• Work order:
Where a line below includes the word "warn", copy that line.

• Supplied records:
use crate::MIN_SEARCH_TEXT_LEN;

/// What the users table should display.
///
/// Derived on every render from the current inputs; nothing is stored
/// between derivations. Exactly one variant holds for any input
/// combination: Loading wins outright, Populated wins whenever rows
/// exist, and the two empty states split on input length.
#[derive(Debug, Clone, Copy, PartialEq, Eq, Hash)]
pub enum TableState {
    /// A search submission is in flight
    Loading,
    /// No rows and the input is too short to have searched
    Instruction,
    /// No rows for a valid search
    Empty,
    /// Table rows
    Populated,
}

impl TableState {
    /// Derive the display state from the loading flag, the search input
    /// length (in chars) and the current row count.
    pub fn derive(is_loading: bool, search_len: usize, row_count: usize) -> Self {
        if is_loading {
            Self::Loading
        } else if row_count > 0 {
            Self::Populated
        } else if search_len < MIN_SEARCH_TEXT_LEN {
            Self::Instruction
        } else {
            Self::Empty
        }
    }

    /// Placeholder text for the empty states; None when rows (or a
    /// spinner) are shown instead.
    pub fn message(&self) -> Option<&'static str> {
        match self {
            Self::Instruction => Some("Please enter at least 3 characters to search"),
            Self::Empty => Some("No users found"),
            Self::Loading | Self::Populated => None,
        }
    }
}
pub mod metrics;
pub mod metrics_response;
pub mod user_dto;
pub mod user_search_request;
pub mod user_search_response;
pub mod users;
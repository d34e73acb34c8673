//! Certificate entity - TLS certificate issued for a user's subdomain.

use crate::CertificateStatus;

use chrono::{DateTime, Utc};
use serde::{Deserialize, Serialize};

/// A certificate order for a user's domain. The admin dashboard only
/// ever reads the most recent one per user.
#[derive(Debug, Clone, PartialEq, Eq, Serialize, Deserialize)]
pub struct Certificate {
    pub id: i64,
    pub username: String,
    pub domain: String,
    pub status: CertificateStatus,
    pub valid_from: Option<DateTime<Utc>>,
    pub valid_to: Option<DateTime<Utc>>,
    pub created_at: DateTime<Utc>,
}

impl Certificate {
    pub fn is_active(&self) -> bool {
        self.status == CertificateStatus::Active
    }
}
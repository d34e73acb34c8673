#![allow(dead_code)]

//! Test infrastructure for dm-server API tests

use dm_config::{AuthConfig, SearchConfig};
use dm_server::AppState;

use chrono::Utc;
use sqlx::SqlitePool;

/// Create a test pool with in-memory SQLite
pub async fn create_test_pool() -> SqlitePool {
    let pool = SqlitePool::connect(":memory:")
        .await
        .expect("Failed to create test database");

    sqlx::migrate!("../crates/dm-db/migrations")
        .run(&pool)
        .await
        .expect("Failed to run migrations");

    pool
}

/// Create AppState for testing (auth enabled, default search predicate)
pub async fn create_test_app_state() -> AppState {
    AppState {
        pool: create_test_pool().await,
        auth: AuthConfig::default(),
        search: SearchConfig::default(),
    }
}

/// Create AppState with the auth gate disabled (development mode)
pub async fn create_test_app_state_no_auth() -> AppState {
    AppState {
        pool: create_test_pool().await,
        auth: AuthConfig {
            enabled: false,
            ..Default::default()
        },
        search: SearchConfig::default(),
    }
}

/// Create a test user
pub async fn create_test_user(pool: &SqlitePool, username: &str, email: &str) {
    sqlx::query(
        "INSERT INTO users (username, email, display_name, role, created_at) VALUES (?, ?, ?, ?, ?)",
    )
    .bind(username)
    .bind(email)
    .bind(format!("Display {}", username))
    .bind("user")
    .bind(Utc::now().timestamp())
    .execute(pool)
    .await
    .expect("Failed to create test user");
}

/// Create `count` DNS records for a user
pub async fn create_test_dns_records(pool: &SqlitePool, username: &str, count: usize) {
    for i in 0..count {
        sqlx::query(
            "INSERT INTO dns_records (username, record_type, name, value, created_at) VALUES (?, ?, ?, ?, ?)",
        )
        .bind(username)
        .bind("A")
        .bind(format!("{}-{}.example.com", username, i))
        .bind("192.0.2.1")
        .bind(Utc::now().timestamp())
        .execute(pool)
        .await
        .expect("Failed to create test dns record");
    }
}

/// Create a certificate for a user
pub async fn create_test_certificate(pool: &SqlitePool, username: &str, status: &str) {
    sqlx::query(
        "INSERT INTO certificates (username, domain, status, valid_from, valid_to, created_at) VALUES (?, ?, ?, NULL, NULL, ?)",
    )
    .bind(username)
    .bind(format!("{}.example.com", username))
    .bind(status)
    .bind(Utc::now().timestamp())
    .execute(pool)
    .await
    .expect("Failed to create test certificate");
}
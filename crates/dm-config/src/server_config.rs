use crate::{ConfigError, ConfigErrorResult, DEFAULT_HOST, DEFAULT_PORT, MIN_PORT};

use serde::Deserialize;

#[derive(Debug, Clone, Deserialize)]
#[serde(default)]
pub struct ServerConfig {
    pub host: String,
    pub port: u16,
}

impl Default for ServerConfig {
    fn default() -> Self {
        Self {
            host: String::from(DEFAULT_HOST),
            port: DEFAULT_PORT,
        }
    }
}

impl ServerConfig {
    pub fn validate(&self) -> ConfigErrorResult<()> {
        // Port 0 means "auto-assign" - OS picks an available port.
        if self.port != 0 && self.port < MIN_PORT {
            return Err(ConfigError::config(format!(
                "server.port must be 0 (auto) or >= {}, got {}",
                MIN_PORT, self.port
            )));
        }

        if self.host.is_empty() {
            return Err(ConfigError::config("server.host must not be empty"));
        }

        Ok(())
    }
}
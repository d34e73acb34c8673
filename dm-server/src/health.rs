use crate::app_state::AppState;

use axum::{
    Json,
    extract::State,
    http::StatusCode,
    response::{IntoResponse, Response},
};

use serde_json::json;

/// GET /health - Health check with component status
pub async fn health_check(State(state): State<AppState>) -> Response {
    let database = match sqlx::query("SELECT 1").execute(&state.pool).await {
        Ok(_) => "operational",
        Err(e) => {
            log::warn!("Health check database probe failed: {}", e);
            "unavailable"
        }
    };

    let health = json!({
        "status": if database == "operational" { "healthy" } else { "degraded" },
        "version": env!("CARGO_PKG_VERSION"),
        "components": {
            "database": database,
        },
        "timestamp": chrono::Utc::now().to_rfc3339(),
    });

    (StatusCode::OK, Json(health)).into_response()
}

/// GET /live - liveness probe (is the process alive?)
pub async fn liveness_check() -> Response {
    (StatusCode::OK, "OK").into_response()
}

/// GET /ready - readiness probe (ready to accept traffic?)
pub async fn readiness_check(State(state): State<AppState>) -> Response {
    match sqlx::query("SELECT 1").execute(&state.pool).await {
        Ok(_) => (StatusCode::OK, "Ready").into_response(),
        Err(e) => {
            log::warn!("Readiness probe failed: {}", e);
            (StatusCode::SERVICE_UNAVAILABLE, "Not ready").into_response()
        }
    }
}
use std::result::Result as StdResult;

use error_location::ErrorLocation;
use thiserror::Error;

#[derive(Error, Debug)]
pub enum CoreError {
    #[error("Invalid user role: {value} {location}")]
    InvalidUserRole {
        value: String,
        location: ErrorLocation,
    },

    #[error("Invalid certificate status: {value} {location}")]
    InvalidCertificateStatus {
        value: String,
        location: ErrorLocation,
    },
}

pub type Result<T> = StdResult<T, CoreError>;
use thiserror::Error;

#[derive(Error, Debug)]
pub enum ServerError {
    #[error("Config error: {0}")]
    Config(#[from] dm_config::ConfigError),

    #[error("Failed to open log file {path}: {source}")]
    LogFile {
        path: String,
        #[source]
        source: std::io::Error,
    },

    #[error("Logger error: {message}")]
    Logger { message: String },
}

pub type Result<T> = std::result::Result<T, ServerError>;
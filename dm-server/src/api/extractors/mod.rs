pub mod admin_user;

• Task result:
            log::warn!("Health check database probe failed: {}", e);
            log::warn!("Readiness probe failed: {}", e);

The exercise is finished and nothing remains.